In an effort to reduce reliance on natural gas reserves from Russia and the high prices charged by Gazprom, Europe has been looking to invest in alternative pipeline projects to diversify the supply. One option being considered would see natural gas from Algeria, in North Africa, piped via Sardinia to Northern Italy; however the fate of this project is now up in the air as the date for making a decision regarding its viability has been delayed once again.

The pipeline would provide an 8 billion cubic metre link between Algeria and Europe, and grant the African nation the ability to increase its production and start fracking for shale gas, without worry of looking for a new market. However a series of delays have haunted the progress of the project since its conception ten years ago.

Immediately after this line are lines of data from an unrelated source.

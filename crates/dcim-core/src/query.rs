//! Pagination, sorting and the paginated result envelope.
//!
//! Raw options arrive from an untrusted collaborator; [`ListOptions::resolve`]
//! normalizes them against a per-resource whitelist of sortable columns so
//! that client input never reaches an ORDER BY clause directly.

use serde::{Deserialize, Serialize};

pub const DEFAULT_PAGE: u64 = 1;
pub const DEFAULT_LIMIT: u64 = 10;
/// Fallback sort column; every table carries it.
pub const DEFAULT_SORT: &str = "created_at";

#[derive(Debug, Clone, Copy, PartialEq, Eq, Default, Serialize, Deserialize)]
#[serde(rename_all = "lowercase")]
pub enum SortOrder {
    Asc,
    #[default]
    Desc,
}

impl SortOrder {
    pub fn as_sql(self) -> &'static str {
        match self {
            Self::Asc => "ASC",
            Self::Desc => "DESC",
        }
    }
}

/// Raw list options as received from the caller.
#[derive(Debug, Clone, Default)]
pub struct ListOptions {
    /// 1-indexed page number.
    pub page: Option<u64>,
    /// Page size.
    pub limit: Option<u64>,
    /// Requested sort column; validated against the resource whitelist.
    pub sort_by: Option<String>,
    pub sort_order: Option<SortOrder>,
}

/// Options after defaulting and sort-column whitelisting.
#[derive(Debug, Clone, Copy, PartialEq, Eq)]
pub struct ResolvedOptions {
    pub page: u64,
    pub limit: u64,
    pub sort_by: &'static str,
    pub order: SortOrder,
}

impl ResolvedOptions {
    pub fn offset(&self) -> u64 {
        (self.page - 1) * self.limit
    }
}

impl ListOptions {
    /// Normalize against a resource's sortable-column whitelist.
    ///
    /// Absent or zero page/limit fall back to the defaults rather than
    /// erroring; a sort column not in the whitelist silently falls back
    /// to `created_at`.
    pub fn resolve(&self, sortable: &'static [&'static str]) -> ResolvedOptions {
        let page = match self.page {
            Some(p) if p >= 1 => p,
            _ => DEFAULT_PAGE,
        };
        let limit = match self.limit {
            Some(l) if l >= 1 => l,
            _ => DEFAULT_LIMIT,
        };
        let sort_by = self
            .sort_by
            .as_deref()
            .and_then(|requested| sortable.iter().find(|col| **col == requested))
            .copied()
            .unwrap_or(DEFAULT_SORT);

        ResolvedOptions {
            page,
            limit,
            sort_by,
            order: self.sort_order.unwrap_or_default(),
        }
    }
}

/// A paginated result set; shape is stable across all resources.
#[derive(Debug, Clone, Serialize, Deserialize)]
pub struct Page<T> {
    pub results: Vec<T>,
    pub page: u64,
    pub limit: u64,
    pub total_pages: u64,
    pub total_results: u64,
}

impl<T> Page<T> {
    pub fn new(results: Vec<T>, page: u64, limit: u64, total_results: u64) -> Self {
        Self {
            results,
            page,
            limit,
            total_pages: total_results.div_ceil(limit),
            total_results,
        }
    }
}

#[cfg(test)]
mod tests {
    use super::*;

    const SORTABLE: &[&str] = &["name", "created_at", "updated_at"];

    #[test]
    fn defaults_apply_when_options_are_absent() {
        let resolved = ListOptions::default().resolve(SORTABLE);
        assert_eq!(resolved.page, 1);
        assert_eq!(resolved.limit, 10);
        assert_eq!(resolved.sort_by, "created_at");
        assert_eq!(resolved.order, SortOrder::Desc);
        assert_eq!(resolved.offset(), 0);
    }

    #[test]
    fn zero_page_and_limit_fall_back_to_defaults() {
        let options = ListOptions {
            page: Some(0),
            limit: Some(0),
            ..Default::default()
        };
        let resolved = options.resolve(SORTABLE);
        assert_eq!(resolved.page, 1);
        assert_eq!(resolved.limit, 10);
    }

    #[test]
    fn unknown_sort_column_falls_back() {
        let options = ListOptions {
            sort_by: Some("password_hash; DROP TABLE user".into()),
            sort_order: Some(SortOrder::Asc),
            ..Default::default()
        };
        let resolved = options.resolve(SORTABLE);
        assert_eq!(resolved.sort_by, "created_at");
        assert_eq!(resolved.order, SortOrder::Asc);
    }

    #[test]
    fn whitelisted_sort_column_is_kept() {
        let options = ListOptions {
            sort_by: Some("name".into()),
            ..Default::default()
        };
        assert_eq!(options.resolve(SORTABLE).sort_by, "name");
    }

    #[test]
    fn offset_reflects_page_and_limit() {
        let options = ListOptions {
            page: Some(3),
            limit: Some(25),
            ..Default::default()
        };
        assert_eq!(options.resolve(SORTABLE).offset(), 50);
    }

    #[test]
    fn page_math_rounds_up() {
        let page = Page::new(vec![1, 2, 3], 1, 10, 23);
        assert_eq!(page.total_pages, 3);
        assert_eq!(page.total_results, 23);
    }

    #[test]
    fn empty_set_has_zero_pages() {
        let page: Page<u32> = Page::new(vec![], 1, 10, 0);
        assert_eq!(page.total_pages, 0);
    }
}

Related Article: Why the US should not Invest in Exporting Natural Gas

First Italian officials deferred making a decision, and now Algeria’s partner in the deal, Sonatrach, has announced that it will not give its final approval in November as planned, but will wait until May 2013. They have insisted that this does not jeopardise the plans, but many in Rome are now wary that the whole venture is dead in the water.

Reuters have reported that Sonatrach is wary due to Italy’s potential involvement in other giant natural gas pipeline projects, and first wishes to see what deals are done in regards to the Trans-Adriatic and South Stream pipeline projects. Unfortunately this might cause even further problems as officials in Rome have just recently said that they will not make any decisions on the other pipelines until September of next year.